A Comissão de Viação e Transportes da Câmara dos Deputados aprovou, na última quarta-feira (14), um projeto de lei que assegura ao passageiro o direito de cancelar passagens aéreas com reembolso integral, sem cobrança de multas, em situações imprevisíveis.
O benefício, previsto no projeto de lei 1.377 de 2026, de autoria do deputado Sergio Souza (MDB-PR), abrange casos de doenças graves, acidentes ou morte de parentes próximos. Para exercer o direito, o passageiro deve notificar a companhia aérea até 12 horas antes do voo.
O texto, que reflete a versão do relator Ricardo Ayres (Republicanos-TO), estabelece critérios claros para comprovação.
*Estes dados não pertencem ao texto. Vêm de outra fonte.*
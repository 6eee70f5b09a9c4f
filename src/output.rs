use crate::action_log::{ActionRecord, ActionStatus};
use crate::orchestrator::OrchestratorStatus;
use crate::result::WorkflowResult;
use crate::session::Session;
use serde::Serialize;

pub trait OutputFormatter {
    fn format_text(&self) -> String;
    fn format_json(&self, pretty: bool) -> crate::Result<String>;
}

pub fn print_output<T: OutputFormatter>(
    data: &T,
    as_json: bool,
    json_pretty: bool,
) -> crate::Result<()> {
    let output = if as_json {
        data.format_json(json_pretty)?
    } else {
        data.format_text()
    };

    println!("{}", output);
    Ok(())
}

pub fn to_json<T: Serialize>(data: &T, pretty: bool) -> crate::Result<String> {
    if pretty {
        Ok(serde_json::to_string_pretty(data)?)
    } else {
        Ok(serde_json::to_string(data)?)
    }
}

pub mod text {
    use colored::Colorize;

    pub fn success(msg: &str) -> String {
        format!("{} {}", "✓".green().bold(), msg)
    }

    pub fn error(msg: &str) -> String {
        format!("{} {}", "✗".red().bold(), msg)
    }

    pub fn warning(msg: &str) -> String {
        format!("{} {}", "⚠".yellow().bold(), msg)
    }

    pub fn info(msg: &str) -> String {
        format!("{} {}", "ℹ".blue().bold(), msg)
    }

    pub fn section(title: &str) -> String {
        format!("\n{}\n{}", title.bold(), "─".repeat(title.len()))
    }

    pub fn key_value(key: &str, value: &str) -> String {
        format!("  {}: {}", key.bold(), value)
    }

    pub fn table_header(columns: &[&str]) -> String {
        let header = columns
            .iter()
            .map(|c| format!("{:20}", c.bold()))
            .collect::<Vec<_>>()
            .join(" ");
        let divider = "─".repeat(columns.len() * 21);
        format!("{}\n{}", header, divider)
    }

    pub fn table_row(values: &[String]) -> String {
        values
            .iter()
            .map(|v| format!("{:20}", v))
            .collect::<Vec<_>>()
            .join(" ")
    }

    pub fn truncate(s: &str, max_len: usize) -> String {
        if s.chars().count() <= max_len {
            s.to_string()
        } else {
            let kept: String = s.chars().take(max_len.saturating_sub(3)).collect();
            format!("{}...", kept)
        }
    }

    pub fn format_duration_ms(ms: u64) -> String {
        if ms >= 1000 {
            format!("{:.2}s", ms as f64 / 1000.0)
        } else {
            format!("{}ms", ms)
        }
    }
}

pub struct TableBuilder {
    headers: Vec<String>,
    rows: Vec<Vec<String>>,
}

impl TableBuilder {
    pub fn new() -> Self {
        Self {
            headers: Vec::new(),
            rows: Vec::new(),
        }
    }

    pub fn headers(mut self, headers: Vec<String>) -> Self {
        self.headers = headers;
        self
    }

    pub fn row(mut self, row: Vec<String>) -> Self {
        self.rows.push(row);
        self
    }

    pub fn build(self) -> String {
        let mut output = String::new();

        if !self.headers.is_empty() {
            output.push_str(&text::table_header(
                &self.headers.iter().map(|s| s.as_str()).collect::<Vec<_>>(),
            ));
            output.push('\n');
        }

        for row in self.rows {
            output.push_str(&text::table_row(&row));
            output.push('\n');
        }

        output
    }
}

impl Default for TableBuilder {
    fn default() -> Self {
        Self::new()
    }
}

fn status_line(record: &ActionRecord) -> String {
    let line = format!(
        "{} {:<18} {}",
        record.timestamp.format("%H:%M:%S%.3f"),
        record.action_name,
        record.message
    );
    match record.status {
        ActionStatus::Success => text::success(&line),
        ActionStatus::Failed | ActionStatus::Timeout => text::error(&line),
        ActionStatus::Warning => text::warning(&line),
        ActionStatus::Info | ActionStatus::InProgress => text::info(&line),
    }
}

impl OutputFormatter for WorkflowResult {
    fn format_text(&self) -> String {
        let mut lines = Vec::new();
        if self.success {
            lines.push(text::success("Workflow completed"));
        } else {
            lines.push(text::error("Workflow failed"));
        }
        lines.push(text::key_value("Session", &self.session_id));

        if let Some(ref error) = self.error {
            lines.push(text::key_value("Error", &format!("{:?}", error.kind)));
            lines.push(text::key_value("Message", &error.message));
        }

        if let Some(ref extraction) = self.extraction {
            lines.push(text::section("Content"));
            lines.push(text::truncate(&extraction.content, 2000));
            if let Some(ref items) = extraction.structured_data {
                lines.push(text::key_value("Structured items", &items.len().to_string()));
            }
        }

        if !self.pages.is_empty() {
            lines.push(text::section("Pages"));
            for page in &self.pages {
                lines.push(text::success(&format!(
                    "{} ({} chars)",
                    page.url,
                    page.extraction.content.chars().count()
                )));
            }
        }

        for failure in &self.errors {
            lines.push(text::error(&format!("{}: {}", failure.url, failure.error.message)));
        }

        if let Some(ref processed) = self.processed_data {
            lines.push(text::section("Processed"));
            for (kind, values) in processed {
                let count = values.as_array().map(|v| v.len()).unwrap_or(1);
                lines.push(text::key_value(kind, &count.to_string()));
            }
        }

        if !self.action_log.is_empty() {
            lines.push(text::section("Actions"));
            lines.extend(self.action_log.iter().map(status_line));
        }

        lines.join("\n")
    }

    fn format_json(&self, pretty: bool) -> crate::Result<String> {
        to_json(self, pretty)
    }
}

impl OutputFormatter for OrchestratorStatus {
    fn format_text(&self) -> String {
        let yes_no = |b: bool| if b { "yes" } else { "no" }.to_string();
        [
            text::section("Orchestrator"),
            text::key_value("Initialized", &yes_no(self.initialized)),
            text::key_value("Navigator ready", &yes_no(self.navigator_ready)),
            text::key_value("Busy", &yes_no(self.busy)),
            text::key_value("Queued", &self.queued.to_string()),
            text::key_value("Active sessions", &self.active_sessions.to_string()),
            text::key_value("Completed requests", &self.completed_requests.to_string()),
        ]
        .join("\n")
    }

    fn format_json(&self, pretty: bool) -> crate::Result<String> {
        to_json(self, pretty)
    }
}

/// Session listing as printed by the CLI.
#[derive(Debug, Serialize)]
#[serde(transparent)]
pub struct SessionList(pub Vec<Session>);

impl OutputFormatter for SessionList {
    fn format_text(&self) -> String {
        if self.0.is_empty() {
            return text::info("No sessions");
        }
        let mut table = TableBuilder::new().headers(vec![
            "Session".into(),
            "Kind".into(),
            "Auth".into(),
            "State".into(),
        ]);
        for session in &self.0 {
            table = table.row(vec![
                text::truncate(&session.id, 20),
                format!("{:?}", session.kind),
                format!("{:?}", session.auth_status),
                if session.is_closed() {
                    "closed".to_string()
                } else {
                    session.workflow_state.to_string()
                },
            ]);
        }
        table.build()
    }

    fn format_json(&self, pretty: bool) -> crate::Result<String> {
        to_json(self, pretty)
    }
}

#[derive(Debug, Serialize)]
#[serde(transparent)]
pub struct ActionLogView(pub Vec<ActionRecord>);

impl OutputFormatter for ActionLogView {
    fn format_text(&self) -> String {
        if self.0.is_empty() {
            return text::info("No recorded actions");
        }
        self.0.iter().map(status_line).collect::<Vec<_>>().join("\n")
    }

    fn format_json(&self, pretty: bool) -> crate::Result<String> {
        to_json(self, pretty)
    }
}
Em casos de falecimento de cônjuge ou parentes de até segundo grau, é exigida a certidão de óbito. Para doenças ou acidentes, o passageiro deve apresentar atestado e relatório médico que comprovem a impossibilidade de viajar.
A proposta também permite que o valor reembolsado seja trocado por crédito ou remarcação da viagem, sem taxas extras, desde que o passageiro concorde expressamente com a substituição. O relator declarou que o objetivo era padronizar os documentos aceitos pelas empresas aéreas, retirando o poder exclusivo de decisão delas.